Il a été exprimé par plusieurs acteurs (hors producteurs) que cette mise en concurrence entraîne une réduction des moyens alloués. Les entreprises sont tentées d’adhérer à l’éco-organisme prélevant l’éco-contribution la moins élevée, et forcément moins disant pour le recyclage, réemploi et la réparation car in fine, c’est moins d’argent pour toutes les étapes de l’économie circulaire.
En Allemagne, l’arrivée de la concurrence a occasionné une baisse de qualité de la collecte.
Au regard de ces résultats, l’Autriche s’est laissée, à l’inverse, cinq ans pour préparer l’arrivée de la concurrence. Elle s’est dotée de règles claires, d’un niveau élevé de transparence et de supervision et d’un audit indépendant, tous ces critères aujourd’hui évalués comme défaillants lors des multiples auditions organisées à l’Assemblée nationale notamment.
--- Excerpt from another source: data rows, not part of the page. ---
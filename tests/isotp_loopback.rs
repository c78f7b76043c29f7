//! End-to-end transport scenarios (spec.md §8) over an in-memory pair of
//! [`LoopbackLink`]s, in the teacher's `tests/transport_test.rs` style: a
//! mock endpoint stands in for the CAN bus instead of real hardware.

use std::thread;
use std::time::Duration;

use uds_rs::error::{Error, TransportAbort};
use uds_rs::isotp::{Transport, TransportConfig};
use uds_rs::link::{loopback::LoopbackLink, Address};

fn pair(config: TransportConfig) -> (Transport<LoopbackLink>, Transport<LoopbackLink>) {
    let (a, b) = LoopbackLink::pair();
    let addr_a = Address::physical(0x7E0, 0x7E8);
    let addr_b = Address::physical(0x7E8, 0x7E0);
    (
        Transport::new(a, addr_a, config),
        Transport::new(b, addr_b, config),
    )
}

/// P1: an SDU sent through `send_sdu` reassembles to the same bytes on the
/// far end, across the single-frame/multi-frame boundary (lengths 1, 6, 7,
/// 8, 4095).
#[test]
fn p1_round_trips_every_boundary_length() {
    for len in [1usize, 6, 7, 8, 4095] {
        let (mut tester, mut ecu) = pair(TransportConfig::default());
        let sdu: Vec<u8> = (0..len).map(|i| (i % 256) as u8).collect();
        let expected = sdu.clone();
        thread::scope(|s| {
            let handle = s.spawn(|| ecu.recv_sdu(Duration::from_secs(2)).unwrap());
            tester.send_sdu(&sdu).unwrap();
            assert_eq!(handle.join().unwrap(), expected);
        });
    }
}

/// P2: with block_size=2, the receiver sees exactly 2 consecutive frames
/// between flow-control frames (S6's worked scenario, block_size=2,
/// stmin=0, total 20 bytes, final CF padding discarded).
#[test]
fn p2_and_s6_multiframe_receive_respects_block_size() {
    let mut config = TransportConfig::default();
    config.block_size = 2;
    let (mut tester, mut ecu) = pair(config);
    let payload: Vec<u8> = (0..20u8).collect();
    thread::scope(|s| {
        let handle = s.spawn(|| ecu.recv_sdu(Duration::from_secs(1)).unwrap());
        tester.send_sdu(&payload).unwrap();
        let sdu = handle.join().unwrap();
        assert_eq!(sdu, payload);
    });
    assert_eq!(ecu.stats().frames_received, 4); // FF + 3 CF (7+7+6 bytes)
}

/// P5: a muted direction fails fast without touching the link.
#[test]
fn p5_muted_directions_fail_fast() {
    let (mut tester, mut ecu) = pair(TransportConfig::default());
    tester.set_tx_enabled(false);
    let err = tester.send_sdu(&[0x3E]).unwrap_err();
    assert!(matches!(err, Error::TransportAbort(TransportAbort::TxMuted)));

    ecu.set_rx_enabled(false);
    let err = ecu.recv_sdu(Duration::from_millis(20)).unwrap_err();
    assert!(matches!(err, Error::TransportAbort(TransportAbort::RxMuted)));
}

/// Boundary: block_size=0 ("unlimited") never pauses for an extra
/// flow-control frame mid-transfer.
#[test]
fn unlimited_block_size_sends_without_interim_flow_control() {
    let (mut tester, mut ecu) = pair(TransportConfig::default());
    let payload: Vec<u8> = (0..300u8 as usize).map(|i| i as u8).collect();
    thread::scope(|s| {
        let handle = s.spawn(|| ecu.recv_sdu(Duration::from_secs(2)).unwrap());
        tester.send_sdu(&payload).unwrap();
        assert_eq!(handle.join().unwrap(), payload);
    });
}

/// Boundary: a consecutive frame sequence error aborts with
/// `TransportAbort::SequenceError` rather than silently accepting bad data.
#[test]
fn sequence_error_aborts_receive() {
    use uds_rs::link::{Frame, Link};

    let (mut tester_link, mut ecu_link) = LoopbackLink::pair();
    let addr_tester = Address::physical(0x7E0, 0x7E8);
    tester_link.set_address(addr_tester);

    // Hand-craft a first frame (total length 10) followed by a consecutive
    // frame whose sequence number is wrong (2 instead of 1).
    tester_link
        .send(&Frame::new(0x7E0, &[0x10, 0x0A, 1, 2, 3, 4, 5, 6]))
        .unwrap();
    tester_link
        .send(&Frame::new(0x7E0, &[0x22, 7, 8, 9, 10]))
        .unwrap();

    let mut ecu = Transport::new(ecu_link, Address::physical(0x7E8, 0x7E0), TransportConfig::default());
    let err = ecu.recv_sdu(Duration::from_millis(200)).unwrap_err();
    assert!(matches!(err, Error::TransportAbort(TransportAbort::SequenceError)));
}

/// Boundary: STmin decoding at the documented wire-byte boundaries.
#[test]
fn stmin_boundaries() {
    use std::time::Duration as D;
    use uds_rs::isotp::stmin_to_duration;

    assert_eq!(stmin_to_duration(0x00), D::from_millis(0));
    assert_eq!(stmin_to_duration(0x7F), D::from_millis(127));
    assert_eq!(stmin_to_duration(0xF1), D::from_millis(1));
    assert_eq!(stmin_to_duration(0xF9), D::from_millis(1));
    assert_eq!(stmin_to_duration(0xFA), D::from_millis(0)); // reserved
}
//! Enables periodic streaming of one identifier and pulls a few unsolicited
//! samples, exercising spec.md's §4.3.7 periodic-streaming path.

use std::thread;
use std::time::Duration;

use log::LevelFilter;
use uds_rs::isotp::{Transport, TransportConfig};
use uds_rs::link::{loopback::LoopbackLink, Address};
use uds_rs::service::periodic::PeriodicRate;
use uds_rs::service::Client;

fn main() {
    log::set_max_level(LevelFilter::Debug);
    env_logger::init();

    let (tester_link, ecu_link) = LoopbackLink::pair();
    let mut client = Client::new(Transport::new(
        tester_link,
        Address::physical(0x7E0, 0x7E8),
        TransportConfig::default(),
    ));
    let mut ecu = Transport::new(
        ecu_link,
        Address::physical(0x7E8, 0x7E0),
        TransportConfig::default(),
    );

    let ecu_thread = thread::spawn(move || {
        let request = ecu.recv_sdu(Duration::from_millis(200)).unwrap();
        assert_eq!(request, vec![0x2A, 0x03, 0x01]);
        ecu.send_sdu(&[0x6A]).unwrap();
        for value in [0xABu8, 0xAC, 0xAD] {
            ecu.send_sdu(&[0x6A, 0x01, value]).unwrap();
        }
    });

    client
        .read_data_by_periodic_identifier(PeriodicRate::Fast, &[0x01])
        .unwrap();
    for _ in 0..3 {
        let sample = client.receive_periodic(Duration::from_millis(200)).unwrap();
        println!("periodic id 0x{:02X}: {:02X?}", sample.periodic_did, sample.data);
    }

    ecu_thread.join().unwrap();
}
L’établissement d’un éco-organisme unique par filière nécessite en parallèle la mise en place d’une éco-contribution non pas laissée à la main de l’éco-organisme dont les producteurs seuls siègent aux instances de gouvernance, mais décidée par une entité nationale loin de tout conflit d’intérêts.
Dispositif
Le dernier alinéa du II de l’article L. 541‑10 du code de l’environnement est complété par les mots :
« , à l’exception de la filière des produits et matériaux de construction du secteur du bâtiment pour laquelle un éco-organisme unique est agréé ».